Stored items
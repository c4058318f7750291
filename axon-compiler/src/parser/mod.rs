use anyhow::{anyhow, Result};

use crate::ast::*;
use crate::diagnostics::Diagnostics;
use crate::lexer::{Keyword, Lexer, Token, TokenKind};
use crate::source::SourceLocation;

// Operator precedence levels, lowest to highest. An infix operator binds its
// right operand one level tighter, except the right-associative levels
// (assignment and power) which reuse their own level.
const PREC_NONE: u8 = 0;
const PREC_ASSIGNMENT: u8 = 1;
const PREC_OR: u8 = 2;
const PREC_AND: u8 = 3;
const PREC_EQUALITY: u8 = 4;
const PREC_COMPARISON: u8 = 5;
const PREC_BIT_OR: u8 = 6;
const PREC_BIT_XOR: u8 = 7;
const PREC_BIT_AND: u8 = 8;
const PREC_SHIFT: u8 = 9;
const PREC_RANGE: u8 = 10;
const PREC_TERM: u8 = 11;
const PREC_FACTOR: u8 = 12;
const PREC_POWER: u8 = 13;
const PREC_UNARY: u8 = 14;

fn precedence_of(kind: &TokenKind) -> u8 {
    match kind {
        TokenKind::Equal
        | TokenKind::PlusEqual
        | TokenKind::MinusEqual
        | TokenKind::StarEqual
        | TokenKind::SlashEqual
        | TokenKind::PercentEqual => PREC_ASSIGNMENT,
        TokenKind::Keyword(Keyword::Or) => PREC_OR,
        TokenKind::Keyword(Keyword::And) => PREC_AND,
        TokenKind::EqualEqual | TokenKind::BangEqual => PREC_EQUALITY,
        TokenKind::Less | TokenKind::LessEqual | TokenKind::Greater | TokenKind::GreaterEqual => {
            PREC_COMPARISON
        }
        TokenKind::Pipe => PREC_BIT_OR,
        TokenKind::Caret => PREC_BIT_XOR,
        TokenKind::Ampersand => PREC_BIT_AND,
        TokenKind::ShiftLeft | TokenKind::ShiftRight => PREC_SHIFT,
        TokenKind::DotDot => PREC_RANGE,
        TokenKind::Plus | TokenKind::Minus => PREC_TERM,
        TokenKind::Star | TokenKind::Slash | TokenKind::Percent | TokenKind::At => PREC_FACTOR,
        TokenKind::StarStar => PREC_POWER,
        _ => PREC_NONE,
    }
}

/// Recursive-descent statement parser with a Pratt expression core. Consumes
/// tokens strictly left to right through the lexer's one-token lookahead.
///
/// Errors are accumulated, not thrown: a failed construct records a single
/// diagnostic (further ones are suppressed while in panic mode) and the
/// top-level loop resynchronizes at the next statement boundary.
pub struct Parser<'a> {
    lexer: Lexer<'a>,
    filename: String,
    current: Token,
    previous: Token,
    diagnostics: Diagnostics,
    panic_mode: bool,
    next_node_id: u32,
}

■ **THE TASK**: Only lines holding the word "filename" belong in the answer; copy all of them from the records.

■ **RESPONSE TO THIS TASK**:
filename axon-compiler/src/parser/mod.rs
    filename: String,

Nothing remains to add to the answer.